突然追いかけ回され腕を掴まれ、来てもらうって何処によ!
有無も言わさず連れて行きたいのか、その言葉しか言わない。
『何処に!?誰が!?何のためっ!?』
「良いから、来い。宿儺を仲間に入れるためだ!」
『私の身柄を拘束した所で、宿儺は来ないわよ!!』
宿儺は、虎杖君の身体を自由に使える訳でも無いようだったし。
なにより、あの男が宿儺を自由にする訳がない。
相手の手を振り払おうとした時
「おい。誰の許可を得てAに触れる?不愉快だ。」
いつの間にか来た人物が、私の腕を掴んでいる男の手を捻り上げた。
その声は王たる威圧が漂うもので、男は反論の言葉すら口に出来なかった。
はくはくと口を動かすだけで、息をしているのかすら怪しい程だった。
「…ッケ。呪術師、分を弁えろ。
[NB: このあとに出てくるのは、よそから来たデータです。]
use std::cell::RefCell;
use std::rc::Rc;

use sheetlink_core::paging::select_strategy;
use sheetlink_core::{CellStyle, CellValue, PagingStrategy, Range};
use sheetlink_xlsx::Document;

use super::{style, BACKEND_NAME};
use crate::backend::{parse_cell, PivotTable, Table, Worksheet};
use crate::error::{Error, Result};

/// A named sheet of a shared in-memory document
pub struct FileWorksheet {
    doc: Rc<RefCell<Document>>,
    name: String,
}

impl FileWorksheet {
    pub(crate) fn new(doc: Rc<RefCell<Document>>, name: &str) -> Self {
        Self {
            doc,
            name: name.to_string(),
        }
    }

    fn with_sheet<T>(
        &self,
        f: impl FnOnce(&Document, &sheetlink_xlsx::Worksheet) -> T,
    ) -> Result<T> {
        let doc = self.doc.borrow();
        let sheet = doc
            .sheet(&self.name)
            .ok_or_else(|| Error::SheetNotFound(self.name.clone()))?;
        Ok(f(&doc, sheet))
    }
}

impl Worksheet for FileWorksheet {
    fn name(&self) -> Result<String> {
        Ok(self.name.clone())
    }

    fn get_value(&self, cell: &str) -> Result<String> {
        let (col, row) = parse_cell(cell)?;
        Ok(self.doc.borrow().cell_text(&self.name, col, row)?)
    }

    fn set_value(&self, cell: &str, value: CellValue) -> Result<()> {
        let (col, row) = parse_cell(cell)?;
        self.doc
            .borrow_mut()
            .set_value(&self.name, col, row, value)?;
        Ok(())
    }

    fn get_formula(&self, cell: &str) -> Result<String> {
        let (col, row) = parse_cell(cell)?;
        self.with_sheet(|_, sheet| sheet.formula(col, row).unwrap_or_default().to_string())
    }

    fn set_formula(&self, cell: &str, formula: &str) -> Result<()> {
        let (col, row) = parse_cell(cell)?;
        self.doc
            .borrow_mut()
            .set_formula(&self.name, col, row, formula)?;
        Ok(())
    }

    fn dimension(&self) -> Result<Range> {
        self.with_sheet(|_, sheet| sheet.dimension())
    }

    fn paging_strategy(&self, budget: usize) -> Result<Box<dyn PagingStrategy>> {
        self.with_sheet(|doc, sheet| {
            select_strategy(
                doc.print_area(&self.name),
                sheet.page_break_rows(),
                Some(sheet.dimension()),
                budget,
            )
        })
    }

    fn tables(&self) -> Result<Vec<Table>> {
        self.with_sheet(|_, sheet| {
            sheet
                .tables()
                .iter()
                .map(|t| Table {
                    name: t.name.clone(),
                    range: t.range,
                })
                .collect()
        })
    }

    fn pivot_tables(&self) -> Result<Vec<PivotTable>> {
        self.with_sheet(|_, sheet| {
            sheet
                .pivot_tables()
                .iter()
                .map(|p| PivotTable {
                    name: p.name.clone(),
                    range: p.range,
                })
                .collect()
        })
    }

    fn add_table(&self, range: &str, name: &str) -> Result<Table> {
        let range = Range::parse(range)?;
        let info = self.doc.borrow_mut().add_table(&self.name, range, name)?;
        Ok(Table {
            name: info.name,
            range: info.range,
        })
    }

    fn cell_style(&self, cell: &str) -> Result<CellStyle> {
        let (col, row) = parse_cell(cell)?;
        self.with_sheet(|doc, sheet| {
            style::read_style(doc.styles(), doc.theme(), sheet.style_index(col, row))
        })
    }

    fn set_cell_style(&self, cell: &str, cell_style: &CellStyle) -> Result<()> {
        let (col, row) = parse_cell(cell)?;
        cell_style.validate()?;
        if cell_style.is_empty() {
            return Ok(());
        }

        let mut doc = self.doc.borrow_mut();
        let current = doc
            .sheet(&self.name)
            .ok_or_else(|| Error::SheetNotFound(self.name.clone()))?
            .style_index(col, row);
        let xf = style::apply_style(doc.styles_mut(), current, cell_style)?;
        if let Some(sheet) = doc.sheet_mut(&self.name) {
            sheet.set_style_index(col, row, xf);
        }
        Ok(())
    }

    fn capture_picture(&self, _range: &str) -> Result<String> {
        Err(Error::unsupported("capture_picture", BACKEND_NAME))
    }
}

#[cfg(test)]
mod tests {
    use super::*;
    use pretty_assertions::assert_eq;
    use sheetlink_core::paging::PagingRangeService;
    use sheetlink_core::style::{FillStyle, FontStyle};
    use sheetlink_core::PagingKind;

    fn sheet() -> FileWorksheet {
        FileWorksheet::new(Rc::new(RefCell::new(Document::new())), "Sheet1")
    }

    #[test]
    fn test_values_and_formulas() {
        let sheet = sheet();
        sheet.set_value("A1", CellValue::Number(2.5)).unwrap();
        sheet.set_value("A2", "text".into()).unwrap();
        sheet.set_value("A3", true.into()).unwrap();
        sheet.set_formula("A4", "=A1*2").unwrap();

        assert_eq!(sheet.get_value("A1").unwrap(), "2.5");
        assert_eq!(sheet.get_value("A2").unwrap(), "text");
        assert_eq!(sheet.get_value("A3").unwrap(), "TRUE");
        assert_eq!(sheet.get_value("A4").unwrap(), "");
        assert_eq!(sheet.get_formula("A4").unwrap(), "A1*2");
        assert_eq!(sheet.get_formula("A1").unwrap(), "");
        assert_eq!(sheet.get_value("Z99").unwrap(), "");
    }

    #[test]
    fn test_bad_cell_reference() {
        let sheet = sheet();
        assert!(sheet.get_value("1A").is_err());
        assert!(sheet.set_value("A0", CellValue::Empty).is_err());
    }

    #[test]
    fn test_dimension_grows_with_writes() {
        let sheet = sheet();
        assert_eq!(sheet.dimension().unwrap().to_string(), "A1:A1");
        sheet.set_value("A1", "x".into()).unwrap();
        sheet.set_value("D5", "y".into()).unwrap();
        assert_eq!(sheet.dimension().unwrap().to_string(), "A1:D5");
        sheet.set_formula("F10", "=1").unwrap();
        assert_eq!(sheet.dimension().unwrap().to_string(), "A1:F10");
    }

    #[test]
    fn test_paging_follows_print_area() {
        let sheet = sheet();
        sheet.set_value("B1000", "x".into()).unwrap();
        let service = PagingRangeService::new(sheet.paging_strategy(1000).unwrap());
        assert_eq!(service.kind(), PagingKind::FixedSize);
        assert_eq!(service.paging_ranges(), vec!["B1000:B1000"]);

        sheet
            .doc
            .borrow_mut()
            .set_print_area("Sheet1", &Range::parse("A1:E50").unwrap())
            .unwrap();
        let service = PagingRangeService::new(sheet.paging_strategy(1000).unwrap());
        assert_eq!(service.kind(), PagingKind::PrintLayout);
        assert_eq!(service.paging_ranges(), vec!["A1:E50"]);
    }

    #[test]
    fn test_styles_merge_per_field() {
        let sheet = sheet();
        sheet.set_value("B2", CellValue::Number(1.0)).unwrap();
        let bold = CellStyle {
            font: Some(FontStyle {
                bold: Some(true),
                ..Default::default()
            }),
            ..Default::default()
        };
        sheet.set_cell_style("B2", &bold).unwrap();
        let fill = CellStyle {
            fill: Some(FillStyle::solid("#FFFF00")),
            ..Default::default()
        };
        sheet.set_cell_style("B2", &fill).unwrap();
        sheet.set_cell_style("B2", &CellStyle::default()).unwrap();

        let read = sheet.cell_style("B2").unwrap();
        assert_eq!(read.font, bold.font);
        assert_eq!(read.fill, fill.fill);
        assert!(sheet.cell_style("C3").unwrap().is_empty());
        assert_eq!(sheet.get_value("B2").unwrap(), "1");
    }

    #[test]
    fn test_invalid_style_color() {
        let sheet = sheet();
        let style = CellStyle {
            fill: Some(FillStyle::solid("yellow")),
            ..Default::default()
        };
        assert!(sheet.set_cell_style("A1", &style).unwrap_err().is_validation());
    }

    #[test]
    fn test_tables_and_capture() {
        let sheet = sheet();
        sheet
            .write_range(
                "A1",
                &[
                    vec!["Region".into(), "Total".into()],
                    vec!["North".into(), CellValue::Number(10.0)],
                ],
            )
            .unwrap();
        let table = sheet.add_table("A1:B2", "Sales").unwrap();
        assert_eq!(table.range.to_string(), "A1:B2");
        assert_eq!(sheet.tables().unwrap(), vec![table]);
        assert!(sheet.pivot_tables().unwrap().is_empty());
        assert!(matches!(
            sheet.capture_picture("A1:B2"),
            Err(Error::UnsupportedOperation { .. })
        ));
    }
}
//! XLSX error types

use thiserror::Error;

/// Result type for XLSX operations
pub type XlsxResult<T> = std::result::Result<T, XlsxError>;

/// Errors that can occur while loading, editing or saving a package
#[derive(Debug, Error)]
pub enum XlsxError {
    /// IO error
    #[error("IO error: {0}")]
    Io(#[from] std::io::Error),

    /// ZIP error
    #[error("ZIP error: {0}")]
    Zip(#[from] zip::result::ZipError),

    /// XML error
    #[error("XML error: {0}")]
    Xml(#[from] quick_xml::Error),

    /// Invalid file format
    #[error("Invalid XLSX format: {0}")]
    InvalidFormat(String),

    /// Missing required part
    #[error("Missing required part: {0}")]
    MissingPart(String),

    /// No sheet with this name
    #[error("Sheet not found: {0}")]
    SheetNotFound(String),

    /// Sheet name already used in the workbook
    #[error("Sheet name already exists: {0}")]
    DuplicateSheetName(String),

    /// Sheet name breaks the naming rules
    #[error("Invalid sheet name: {0:?}")]
    InvalidSheetName(String),

    /// Table name is invalid or already taken
    #[error("Invalid table: {0}")]
    InvalidTable(String),

    /// Range, coordinate or style validation error
    #[error(transparent)]
    Core(#[from] sheetlink_core::Error),
}

impl From<quick_xml::events::attributes::AttrError> for XlsxError {
    fn from(e: quick_xml::events::attributes::AttrError) -> Self {
        XlsxError::Xml(quick_xml::Error::InvalidAttr(e))
    }
}

impl From<std::string::FromUtf8Error> for XlsxError {
    fn from(e: std::string::FromUtf8Error) -> Self {
        XlsxError::InvalidFormat(format!("part is not UTF-8: {e}"))
    }
}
この痴れ者が。」
男と私の間に守るようにして立つ、人物の名前を呼んだ。
『…すく、な、?』
「そうだ。俺が分かるか?」
振り返る彼にコクリと頷くと、
「いい、それでいい。」
そう言って嬉しそうに薄く笑い、私の頭を撫でた。
そして、男に
「二度は無いぞ。」
と言い放つ。
男がコクコクと首を縦に動かすと、手を離した。
そして、男は足を縺れさせながらもこの場を走り去っていった。
『宿儺っ!助けてくれて、ありがとう。』
向き合った宿儺と目が合い、フッと笑う宿儺。
そして、初めて会った時と同じように顔の模様が消えて
「……どこ、ここ。」
ポカンとした、虎杖君が現れたのだった。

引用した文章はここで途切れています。